Il rimborso Imu spetta ai coniugi in relazione alla maggiore imposta versata negli ultimi cinque anni e quindi, andando a ritroso potranno essere accolte le richieste relative alle somme pagate dal 2017 al 2022.

Imu coniugi, come chiedere i rimborsi

La decisione della Consulta apre alla possibilità da parte del cittadino di chiedere rimborso. La domanda deve essere presentata al proprio Comune di residenza entro 5 anni dal versamento effettuato oppure da quando è sorto il diritto alla restituzione, cioè al 13 ottobre 2022, momento in cui la sentenza della Corte costituzionale è stata depositata.

Nel caso in cui le richieste non vengano accolte e si pensi di avere diritto al risarcimento, sarà possibile rivolgersi a un giudice tributario.

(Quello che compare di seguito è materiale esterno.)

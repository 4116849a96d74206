// SPDX-License-Identifier: Apache-2.0
// © James Ross Ω FLYING•ROBOTS <https://github.com/flyingrobots>
//! Run reports, as tables or JSON.

use std::io::Write;

use anyhow::Result;
use comfy_table::presets::UTF8_FULL;
use comfy_table::{ContentArrangement, Table};
use penguin_cqrs::{CommandResult, CqrsService, RunSummary, StepOutcome};
use penguin_loop::EngineState;
use serde::Serialize;

/// Digest prefix length shown in tables.
const SHORT_DIGEST: usize = 16;

#[derive(Debug, Serialize)]
pub struct CommandRow {
    pub command: &'static str,
    pub success: bool,
    pub error: Option<&'static str>,
    pub message: String,
}

impl CommandRow {
    pub fn new(command: &'static str, result: &CommandResult) -> Self {
        Self {
            command,
            success: result.success,
            error: result.error.map(|kind| kind.as_str()),
            message: result.message.clone(),
        }
    }
}

#[derive(Debug, Serialize)]
pub struct RunRow {
    pub ticks: u64,
    pub outcome: &'static str,
}

#[derive(Debug, Serialize)]
pub struct HistoryRow {
    pub tick: u64,
    pub phase: &'static str,
    pub call_stack: Vec<String>,
    pub microtasks: usize,
    pub macrotasks: usize,
    pub executed: u64,
    pub digest: String,
}

impl HistoryRow {
    fn new(state: &EngineState) -> Self {
        Self {
            tick: state.tick,
            phase: state.phase.as_str(),
            call_stack: state.queues.call_stack.names(),
            microtasks: state.queues.microtasks.len(),
            macrotasks: state.queues.macrotasks.len(),
            executed: state.stats.total_executed,
            digest: state.digest_hex(),
        }
    }
}

#[derive(Debug, Serialize)]
pub struct Report {
    pub commands: Vec<CommandRow>,
    pub run: Option<RunRow>,
    pub history: Vec<HistoryRow>,
    #[serde(rename = "final")]
    pub last: HistoryRow,
    pub errors: u64,
}

impl Report {
    pub fn new(
        commands: Vec<CommandRow>,
        summary: Option<RunSummary>,
        service: &CqrsService,
    ) -> Self {
        let state = service.state();
        Self {
            commands,
            run: summary.map(|s| RunRow {
                ticks: s.ticks,
                outcome: outcome_label(s.outcome),
            }),
            history: service
                .engine()
                .execution_history()
                .iter()
                .map(|entry| HistoryRow::new(&entry.state))
                .collect(),
            last: HistoryRow::new(&state),
            errors: state.stats.error_count,
        }
    }

    /// Commands the service turned down.
    pub fn rejected(&self) -> usize {
        self.commands.iter().filter(|row| !row.success).count()
    }
}

fn outcome_label(outcome: StepOutcome) -> &'static str {
    match outcome {
        StepOutcome::Ticked { .. } => "ticked",
        StepOutcome::Breakpoint { .. } => "breakpoint",
        StepOutcome::Completed { .. } => "completed",
        StepOutcome::Finished => "finished",
        StepOutcome::Exhausted => "exhausted",
        StepOutcome::Paused => "paused",
        StepOutcome::Stopped => "stopped",
    }
}

fn short(digest: &str) -> &str {
    digest.get(..SHORT_DIGEST).unwrap_or(digest)
}

pub fn table(report: &Report, out: &mut impl Write) -> Result<()> {
    let mut commands = Table::new();
    commands
        .load_preset(UTF8_FULL)
        .set_content_arrangement(ContentArrangement::Dynamic)
        .set_header(vec!["#", "command", "ok", "message"]);
    for (i, row) in report.commands.iter().enumerate() {
        let message = match row.error {
            Some(kind) => format!("{kind}: {}", row.message),
            None => row.message.clone(),
        };
        commands.add_row(vec![
            i.to_string(),
            row.command.to_owned(),
            if row.success { "yes" } else { "no" }.to_owned(),
            message,
        ]);
    }
    writeln!(out, "{commands}")?;

    let mut history = Table::new();
    history
        .load_preset(UTF8_FULL)
        .set_header(vec!["tick", "phase", "call stack", "micro", "macro", "executed", "digest"]);
    for row in &report.history {
        history.add_row(vec![
            row.tick.to_string(),
            row.phase.to_owned(),
            row.call_stack.join(" > "),
            row.microtasks.to_string(),
            row.macrotasks.to_string(),
            row.executed.to_string(),
            short(&row.digest).to_owned(),
        ]);
    }
    writeln!(out, "{history}")?;

    if let Some(run) = &report.run {
        writeln!(out, "run: {} ticks, {}", run.ticks, run.outcome)?;
    }
    writeln!(
        out,
        "final: tick {} phase {} executed {} errors {} digest {}",
        report.last.tick,
        report.last.phase,
        report.last.executed,
        report.errors,
        short(&report.last.digest),
    )?;
    Ok(())
}

pub fn json(report: &Report, out: &mut impl Write) -> Result<()> {
    serde_json::to_writer_pretty(&mut *out, report)?;
    writeln!(out)?;
    Ok(())
}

La nuova norma ha un effetto retroattivo: le domande di rimborso dell’imposta versata possono essere presentate anche per le annualità passate e ancora oggetto di potenziale accertamento (ultimi 5 anni).

La domanda tardiva non dà accesso al risarcimento: la Cassazione ha chiarito che decorso il termine di decadenza (5 anni), l’interessato non ha più nessuna forma di tutela.

La richiesta di rimborso può essere applicata anche nei casi in cui vi sia un contenzioso pendente, ma solo in determinate circostanze. Qualora il Comune abbia già inviato un avviso di accertamento, nel corso di una delle numerose campagne di riscossione finalizzate proprio all’individuazione di coniugi con diversa residenza, e il cittadino abbia già pagato, non vi sarà più alcuna possibilità di chiedere il rimborso. Non ci si potrà appellare alla nuova norma qualora l’accertamento dell’ente impositore sia divenuto definitivo o sia stata emanata una sentenza passata in giudicato. Non ci sarà rimborso per colui che ha deciso di non pagare ma ha lasciato trascorrere i 60 giorni previsti per l’impugnazione. Idem nel caso in cui il comune respinga la domanda di esenzione/rimborso: il provvedimento di diniego potrà essere impugnato dinanzi al giudice tributario entro e non oltre i 60 giorni dall’invio della notifica.